··· DATASET RECORDS ···

//! Minimal Office Open XML packages (DOCX, XLSX) written with `zip`.
//!
//! Only the parts a reader needs to open the file are emitted: content types,
//! the package relationships and the main document part(s).

use super::ConvertResult;
use std::io::{Cursor, Write};
use zip::{CompressionMethod, ZipWriter, write::FileOptions};

pub(super) const XML_HEADER: &str =
    r#"<?xml version="1.0" encoding="UTF-8" standalone="yes"?>"#;

const REL_OFFICE_DOCUMENT: &str =
    "http://schemas.openxmlformats.org/officeDocument/2006/relationships/officeDocument";

/// Zip up `(path, contents)` parts in order.
pub(super) fn package(parts: &[(String, String)]) -> ConvertResult<Vec<u8>> {
    let mut zip = ZipWriter::new(Cursor::new(Vec::new()));
    let options = FileOptions::default().compression_method(CompressionMethod::Deflated);
    for (path, contents) in parts {
        zip.start_file(path.as_str(), options)?;
        zip.write_all(contents.as_bytes())?;
    }
    Ok(zip.finish()?.into_inner())
}

/// Escape text for element content and attribute values, dropping characters
/// XML 1.0 cannot represent.
pub(super) fn escape_xml(text: &str) -> String {
    let mut out = String::with_capacity(text.len());
    for c in text.chars() {
        match c {
            '&' => out.push_str("&amp;"),
            '<' => out.push_str("&lt;"),
            '>' => out.push_str("&gt;"),
            '"' => out.push_str("&quot;"),
            '\'' => out.push_str("&apos;"),
            '\t' | '\n' | '\r' => out.push(c),
            c if (c as u32) < 0x20 || c == '\u{FFFE}' || c == '\u{FFFF}' => {}
            c => out.push(c),
        }
    }
    out
}

pub(super) fn package_rels(main_part: &str) -> String {
    format!(
        concat!(
            "{}",
            r#"<Relationships xmlns="http://schemas.openxmlformats.org/package/2006/relationships">"#,
            r#"<Relationship Id="rId1" Type="{}" Target="{}"/>"#,
            "</Relationships>"
        ),
        XML_HEADER, REL_OFFICE_DOCUMENT, main_part
    )
}

/// Word document with one paragraph per line.
pub fn write_docx(lines: &[&str]) -> ConvertResult<Vec<u8>> {
    let content_types = format!(
        concat!(
            "{}",
            r#"<Types xmlns="http://schemas.openxmlformats.org/package/2006/content-types">"#,
            r#"<Default Extension="rels" ContentType="application/vnd.openxmlformats-package.relationships+xml"/>"#,
            r#"<Default Extension="xml" ContentType="application/xml"/>"#,
            r#"<Override PartName="/word/document.xml" ContentType="application/vnd.openxmlformats-officedocument.wordprocessingml.document.main+xml"/>"#,
            "</Types>"
        ),
        XML_HEADER
    );

    let mut body = String::new();
    for line in lines {
        body.push_str(r#"<w:p><w:r><w:t xml:space="preserve">"#);
        body.push_str(&escape_xml(line.trim_end_matches('\r')));
        body.push_str("</w:t></w:r></w:p>");
    }
    let document = format!(
        concat!(
            "{}",
            r#"<w:document xmlns:w="http://schemas.openxmlformats.org/wordprocessingml/2006/main">"#,
            "<w:body>{}<w:sectPr/></w:body></w:document>"
        ),
        XML_HEADER, body
    );

    package(&[
        ("[Content_Types].xml".into(), content_types),
        ("_rels/.rels".into(), package_rels("word/document.xml")),
        ("word/document.xml".into(), document),
    ])
}

/// Workbook with a single sheet; every cell is an inline string.
pub fn write_xlsx(sheet_name: &str, rows: &[Vec<String>]) -> ConvertResult<Vec<u8>> {
    let content_types = format!(
        concat!(
            "{}",
            r#"<Types xmlns="http://schemas.openxmlformats.org/package/2006/content-types">"#,
            r#"<Default Extension="rels" ContentType="application/vnd.openxmlformats-package.relationships+xml"/>"#,
            r#"<Default Extension="xml" ContentType="application/xml"/>"#,
            r#"<Override PartName="/xl/workbook.xml" ContentType="application/vnd.openxmlformats-officedocument.spreadsheetml.sheet.main+xml"/>"#,
            r#"<Override PartName="/xl/worksheets/sheet1.xml" ContentType="application/vnd.openxmlformats-officedocument.spreadsheetml.worksheet+xml"/>"#,
            "</Types>"
        ),
        XML_HEADER
    );
    let workbook = format!(
        concat!(
            "{}",
            r#"<workbook xmlns="http://schemas.openxmlformats.org/spreadsheetml/2006/main" "#,
            r#"xmlns:r="http://schemas.openxmlformats.org/officeDocument/2006/relationships">"#,
            r#"<sheets><sheet name="{}" sheetId="1" r:id="rId1"/></sheets></workbook>"#
        ),
        XML_HEADER,
        escape_xml(sheet_name)
    );
    let workbook_rels = format!(
        concat!(
            "{}",
            r#"<Relationships xmlns="http://schemas.openxmlformats.org/package/2006/relationships">"#,
            r#"<Relationship Id="rId1" Type="http://schemas.openxmlformats.org/officeDocument/2006/relationships/worksheet" Target="worksheets/sheet1.xml"/>"#,
            "</Relationships>"
        ),
        XML_HEADER
    );

    let mut sheet_data = String::new();
    for (r, row) in rows.iter().enumerate() {
        let row_number = r + 1;
        sheet_data.push_str(&format!(r#"<row r="{}">"#, row_number));
        for (c, value) in row.iter().enumerate() {
            sheet_data.push_str(&format!(
                r#"<c r="{}{}" t="inlineStr"><is><t xml:space="preserve">{}</t></is></c>"#,
                column_name(c),
                row_number,
                escape_xml(value)
            ));
        }
        sheet_data.push_str("</row>");
    }
    let sheet = format!(
        concat!(
            "{}",
            r#"<worksheet xmlns="http://schemas.openxmlformats.org/spreadsheetml/2006/main">"#,
            "<sheetData>{}</sheetData></worksheet>"
        ),
        XML_HEADER, sheet_data
    );

    package(&[
        ("[Content_Types].xml".into(), content_types),
        ("_rels/.rels".into(), package_rels("xl/workbook.xml")),
        ("xl/workbook.xml".into(), workbook),
        ("xl/_rels/workbook.xml.rels".into(), workbook_rels),
        ("xl/worksheets/sheet1.xml".into(), sheet),
    ])
}

/// Zero-based column index to spreadsheet letters: 0 → A, 26 → AA.
fn column_name(mut index: usize) -> String {
    let mut name = Vec::new();
    loop {
        name.push(b'A' + (index % 26) as u8);
        if index < 26 {
            break;
        }
        index = index / 26 - 1;
    }
    name.reverse();
    String::from_utf8(name).unwrap_or_default()
}
//! Append-only usage log, written after each successful operation.

use crate::models::log::Log;
use chrono::{DateTime, Utc};
use sqlx::SqlitePool;
use std::sync::Arc;
use tokio::task::JoinHandle;
use tracing::warn;
use uuid::Uuid;

/// How many entries the admin view returns.
pub const RECENT_LOG_LIMIT: i64 = 100;

const SUCCESS: &str = "success";

#[derive(Clone)]
pub struct UsageLogger {
    db: Arc<SqlitePool>,
}

impl UsageLogger {
    pub fn new(db: Arc<SqlitePool>) -> Self {
        Self { db }
    }

    /// Fire and forget: the insert runs on its own task and a failure is only
    /// logged. The returned handle exists for tests that need to wait.
    pub fn record(&self, tool_used: &str, ip: Option<String>) -> JoinHandle<()> {
        let db = self.db.clone();
        let tool_used = tool_used.to_string();
        tokio::spawn(async move {
            if let Err(err) = insert(&db, &tool_used, ip.as_deref(), Utc::now()).await {
                warn!("failed to record usage of {}: {}", tool_used, err);
            }
        })
    }

    /// Most recent entries first, capped at [`RECENT_LOG_LIMIT`].
    pub async fn recent(&self) -> Result<Vec<Log>, sqlx::Error> {
        sqlx::query_as::<_, Log>(
            r#"
            SELECT id, tool_used, timestamp, ip, status, details
            FROM logs
            ORDER BY timestamp DESC
            LIMIT ?
            "#,
        )
        .bind(RECENT_LOG_LIMIT)
        .fetch_all(&*self.db)
        .await
    }
}

async fn insert(
    db: &SqlitePool,
    tool_used: &str,
    ip: Option<&str>,
    timestamp: DateTime<Utc>,
) -> Result<(), sqlx::Error> {
    sqlx::query(
        r#"
        INSERT INTO logs (id, tool_used, timestamp, ip, status, details)
        VALUES (?, ?, ?, ?, ?, NULL)
        "#,
    )
    .bind(Uuid::new_v4())
    .bind(tool_used)
    .bind(timestamp)
    .bind(ip)
    .bind(SUCCESS)
    .execute(db)
    .await?;
    Ok(())
}
//! Produced artifacts: written under the public uploads directory, recorded
//! with an absolute expiry time and removed by a periodic sweep.
//!
//! The expiry record lives in SQLite, so a restart never forgets a pending
//! deletion. Downloads consult the record too: an expired artifact is gone as
//! far as clients are concerned even if the sweeper has not reached it yet.

use crate::models::artifact::Artifact;
use chrono::Utc;
use sqlx::SqlitePool;
use std::{
    collections::HashSet,
    io::{self, ErrorKind},
    path::{Path, PathBuf},
    sync::Arc,
    time::Duration,
};
use thiserror::Error;
use tokio::{fs, task::JoinHandle};
use tracing::{debug, info, warn};
use uuid::Uuid;

const MAX_FILENAME_LEN: usize = 255;

#[derive(Debug, Error)]
pub enum ArtifactError {
    #[error("artifact `{0}` not found")]
    NotFound(String),
    #[error("invalid artifact name")]
    InvalidName,
    #[error(transparent)]
    Sqlx(#[from] sqlx::Error),
    #[error(transparent)]
    Io(#[from] io::Error),
}

pub type ArtifactResult<T> = Result<T, ArtifactError>;

#[derive(Clone)]
pub struct ArtifactStore {
    db: Arc<SqlitePool>,
    dir: PathBuf,
    ttl: Duration,
}

/// Outcome of one sweep.
#[derive(Debug, Default, PartialEq, Eq)]
pub struct SweepReport {
    pub removed: usize,
    pub failed: usize,
}

impl ArtifactStore {
    pub fn new(db: Arc<SqlitePool>, dir: impl Into<PathBuf>, ttl: Duration) -> Self {
        Self {
            db,
            dir: dir.into(),
            ttl,
        }
    }

    pub fn dir(&self) -> &Path {
        &self.dir
    }

    fn ttl_ms(&self) -> i64 {
        i64::try_from(self.ttl.as_millis()).unwrap_or(i64::MAX)
    }

    /// Write `bytes` as a new artifact for `operation` and record its expiry.
    pub async fn persist(
        &self,
        prefix: &str,
        extension: &str,
        operation: &str,
        bytes: &[u8],
    ) -> ArtifactResult<Artifact> {
        self.persist_at(prefix, extension, operation, bytes, now_ms())
            .await
    }

    pub async fn persist_at(
        &self,
        prefix: &str,
        extension: &str,
        operation: &str,
        bytes: &[u8],
        now_ms: i64,
    ) -> ArtifactResult<Artifact> {
        fs::create_dir_all(&self.dir).await?;

        let suffix = Uuid::new_v4().simple().to_string();
        let filename = format!("{}-{}-{}.{}", prefix, now_ms, &suffix[..8], extension);
        let path = self.dir.join(&filename);
        fs::write(&path, bytes).await?;

        let artifact = Artifact {
            filename,
            operation: operation.to_string(),
            size_bytes: bytes.len() as i64,
            created_at_ms: now_ms,
            expires_at_ms: now_ms.saturating_add(self.ttl_ms()),
        };

        let inserted = sqlx::query(
            r#"
            INSERT INTO artifacts (filename, operation, size_bytes, created_at_ms, expires_at_ms)
            VALUES (?, ?, ?, ?, ?)
            "#,
        )
        .bind(&artifact.filename)
        .bind(&artifact.operation)
        .bind(artifact.size_bytes)
        .bind(artifact.created_at_ms)
        .bind(artifact.expires_at_ms)
        .execute(&*self.db)
        .await;

        if let Err(err) = inserted {
            // Without a record nothing would ever delete the file.
            let _ = fs::remove_file(&path).await;
            return Err(err.into());
        }

        debug!(
            "stored artifact {} ({} bytes, expires at {})",
            artifact.filename, artifact.size_bytes, artifact.expires_at_ms
        );
        Ok(artifact)
    }

    /// Resolve a download request. Unknown, expired and malformed names all
    /// come back as errors; the caller maps them to 404.
    pub async fn open(&self, filename: &str) -> ArtifactResult<(Artifact, PathBuf)> {
        self.open_at(filename, now_ms()).await
    }

    pub async fn open_at(
        &self,
        filename: &str,
        now_ms: i64,
    ) -> ArtifactResult<(Artifact, PathBuf)> {
        ensure_name_safe(filename)?;

        let artifact = sqlx::query_as::<_, Artifact>(
            r#"
            SELECT filename, operation, size_bytes, created_at_ms, expires_at_ms
            FROM artifacts
            WHERE filename = ?
            "#,
        )
        .bind(filename)
        .fetch_optional(&*self.db)
        .await?
        .ok_or_else(|| ArtifactError::NotFound(filename.to_string()))?;

        if artifact.is_expired_at(now_ms) {
            return Err(ArtifactError::NotFound(filename.to_string()));
        }

        let path = self.dir.join(&artifact.filename);
        match fs::metadata(&path).await {
            Ok(meta) if meta.is_file() => Ok((artifact, path)),
            Ok(_) => Err(ArtifactError::NotFound(filename.to_string())),
            Err(err) if err.kind() == ErrorKind::NotFound => {
                Err(ArtifactError::NotFound(filename.to_string()))
            }
            Err(err) => Err(err.into()),
        }
    }

    /// Delete every artifact due at `now_ms`: the file first, then its row.
    /// A file that cannot be removed keeps its row so the next sweep retries.
    pub async fn sweep_at(&self, now_ms: i64) -> ArtifactResult<SweepReport> {
        let due: Vec<String> =
            sqlx::query_scalar("SELECT filename FROM artifacts WHERE expires_at_ms <= ?")
                .bind(now_ms)
                .fetch_all(&*self.db)
                .await?;

        let mut report = SweepReport::default();
        for filename in due {
            let path = self.dir.join(&filename);
            match fs::remove_file(&path).await {
                Ok(_) => debug!("deleted expired artifact {}", filename),
                Err(err) if err.kind() == ErrorKind::NotFound => {
                    debug!("expired artifact {} was already gone", filename)
                }
                Err(err) => {
                    warn!("failed to delete artifact {}: {}", filename, err);
                    report.failed += 1;
                    continue;
                }
            }
            sqlx::query("DELETE FROM artifacts WHERE filename = ?")
                .bind(&filename)
                .execute(&*self.db)
                .await?;
            report.removed += 1;
        }
        Ok(report)
    }

    pub async fn sweep(&self) -> ArtifactResult<SweepReport> {
        self.sweep_at(now_ms()).await
    }

    /// Give files in the uploads directory that have no record (left behind
    /// by an older process) a fresh expiry so the sweeper picks them up.
    pub async fn adopt_orphans_at(&self, now_ms: i64) -> ArtifactResult<usize> {
        fs::create_dir_all(&self.dir).await?;

        let known: HashSet<String> = sqlx::query_scalar("SELECT filename FROM artifacts")
            .fetch_all(&*self.db)
            .await?
            .into_iter()
            .collect();

        let mut adopted = 0;
        let mut entries = fs::read_dir(&self.dir).await?;
        while let Some(entry) = entries.next_entry().await? {
            let meta = entry.metadata().await?;
            if !meta.is_file() {
                continue;
            }
            let Ok(filename) = entry.file_name().into_string() else {
                continue;
            };
            if known.contains(&filename) || ensure_name_safe(&filename).is_err() {
                continue;
            }

            sqlx::query(
                r#"
                INSERT OR IGNORE INTO artifacts
                    (filename, operation, size_bytes, created_at_ms, expires_at_ms)
                VALUES (?, 'unknown', ?, ?, ?)
                "#,
            )
            .bind(&filename)
            .bind(meta.len() as i64)
            .bind(now_ms)
            .bind(now_ms.saturating_add(self.ttl_ms()))
            .execute(&*self.db)
            .await?;
            debug!("adopted orphan artifact {}", filename);
            adopted += 1;
        }
        Ok(adopted)
    }

    /// Boot-time recovery: adopt orphans, then clear whatever is already due.
    pub async fn recover(&self) -> ArtifactResult<()> {
        let now = now_ms();
        let adopted = self.adopt_orphans_at(now).await?;
        if adopted > 0 {
            info!("Adopted {} untracked artifact(s)", adopted);
        }
        let report = self.sweep_at(now).await?;
        if report.removed > 0 {
            info!("Removed {} expired artifact(s) at boot", report.removed);
        }
        Ok(())
    }

    /// Run the sweep every `interval` until the task is aborted.
    pub fn spawn_sweeper(&self, interval: Duration) -> JoinHandle<()> {
        let store = self.clone();
        tokio::spawn(async move {
            let mut ticker = tokio::time::interval(interval);
            ticker.set_missed_tick_behavior(tokio::time::MissedTickBehavior::Delay);
            loop {
                ticker.tick().await;
                match store.sweep().await {
                    Ok(report) if report.removed > 0 || report.failed > 0 => info!(
                        "Artifact sweep removed {} file(s), {} failed",
                        report.removed, report.failed
                    ),
                    Ok(_) => {}
                    Err(err) => warn!("artifact sweep failed: {}", err),
                }
            }
        })
    }
}

fn now_ms() -> i64 {
    Utc::now().timestamp_millis()
}

/// Artifact names are single path components made of a small character set.
fn ensure_name_safe(name: &str) -> ArtifactResult<()> {
    if name.is_empty() || name.len() > MAX_FILENAME_LEN {
        return Err(ArtifactError::InvalidName);
    }
    if name.starts_with('.') || name.contains("..") {
        return Err(ArtifactError::InvalidName);
    }
    if !name
        .bytes()
        .all(|b| b.is_ascii_alphanumeric() || matches!(b, b'-' | b'_' | b'.'))
    {
        return Err(ArtifactError::InvalidName);
    }
    Ok(())
}

#[cfg(test)]
mod tests {
    use super::*;
    use crate::db;

    const MINUTE_MS: i64 = 60_000;

    async fn store(dir: &Path) -> ArtifactStore {
        let pool = db::connect("sqlite::memory:").await.unwrap();
        db::run_migrations(&pool).await.unwrap();
        ArtifactStore::new(Arc::new(pool), dir, Duration::from_secs(600))
    }

    #[tokio::test]
    async fn retrievable_before_expiry_and_gone_after() {
        let dir = tempfile::tempdir().unwrap();
        let store = store(dir.path()).await;
        let t = 1_700_000_000_000;

        let artifact = store
            .persist_at("merged", "pdf", "merge", b"%PDF", t)
            .await
            .unwrap();
        assert_eq!(artifact.expires_at_ms, t + 10 * MINUTE_MS);
        assert!(artifact.filename.starts_with(&format!("merged-{}-", t)));
        assert!(artifact.filename.ends_with(".pdf"));
        assert_eq!(artifact.download_url(), format!("/uploads/{}", artifact.filename));

        let (found, path) = store
            .open_at(&artifact.filename, t + 9 * MINUTE_MS)
            .await
            .unwrap();
        assert_eq!(found, artifact);
        assert_eq!(std::fs::read(path).unwrap(), b"%PDF");

        let late = store.open_at(&artifact.filename, t + 11 * MINUTE_MS).await;
        assert!(matches!(late, Err(ArtifactError::NotFound(_))));
    }

    #[tokio::test]
    async fn sweep_deletes_only_due_artifacts() {
        let dir = tempfile::tempdir().unwrap();
        let store = store(dir.path()).await;
        let t = 1_700_000_000_000;

        let old = store.persist_at("split", "pdf", "split", b"a", t).await.unwrap();
        let fresh = store
            .persist_at("split", "pdf", "split", b"b", t + 5 * MINUTE_MS)
            .await
            .unwrap();

        let report = store.sweep_at(t + 11 * MINUTE_MS).await.unwrap();
        assert_eq!(report, SweepReport { removed: 1, failed: 0 });
        assert!(!dir.path().join(&old.filename).exists());
        assert!(dir.path().join(&fresh.filename).exists());

        let again = store.sweep_at(t + 11 * MINUTE_MS).await.unwrap();
        assert_eq!(again.removed, 0);
    }

    #[tokio::test]
    async fn identical_calls_get_distinct_names() {
        let dir = tempfile::tempdir().unwrap();
        let store = store(dir.path()).await;
        let a = store.persist_at("merged", "pdf", "merge", b"x", 1).await.unwrap();
        let b = store.persist_at("merged", "pdf", "merge", b"x", 1).await.unwrap();
        assert_ne!(a.filename, b.filename);
    }

    #[tokio::test]
    async fn orphans_are_adopted_and_later_swept() {
        let dir = tempfile::tempdir().unwrap();
        std::fs::write(dir.path().join("merged-1-deadbeef.pdf"), b"left over").unwrap();
        let store = store(dir.path()).await;
        let t = 1_700_000_000_000;

        assert_eq!(store.adopt_orphans_at(t).await.unwrap(), 1);
        assert_eq!(store.adopt_orphans_at(t).await.unwrap(), 0);
        assert!(store.open_at("merged-1-deadbeef.pdf", t).await.is_ok());

        let report = store.sweep_at(t + 10 * MINUTE_MS).await.unwrap();
        assert_eq!(report.removed, 1);
        assert!(!dir.path().join("merged-1-deadbeef.pdf").exists());
    }

    #[tokio::test]
    async fn rejects_unsafe_and_unknown_names() {
        let dir = tempfile::tempdir().unwrap();
        let store = store(dir.path()).await;
        for name in ["../secret", "a/b.pdf", ".hidden", "a\\b", ""] {
            assert!(matches!(
                store.open_at(name, 0).await,
                Err(ArtifactError::InvalidName)
            ));
        }
        assert!(matches!(
            store.open_at("missing.pdf", 0).await,
            Err(ArtifactError::NotFound(_))
        ));
    }

    #[tokio::test]
    async fn record_without_file_is_not_found() {
        let dir = tempfile::tempdir().unwrap();
        let store = store(dir.path()).await;
        let artifact = store.persist_at("split", "pdf", "split", b"a", 0).await.unwrap();
        std::fs::remove_file(dir.path().join(&artifact.filename)).unwrap();
        assert!(matches!(
            store.open_at(&artifact.filename, 1).await,
            Err(ArtifactError::NotFound(_))
        ));
    }
}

···

WHAT IS BEING ASKED: The lines in the records above that include the word "contents" must be copied out.

RESULT:
/// Zip up `(path, contents)` parts in order.
    for (path, contents) in parts {
        zip.write_all(contents.as_bytes())?;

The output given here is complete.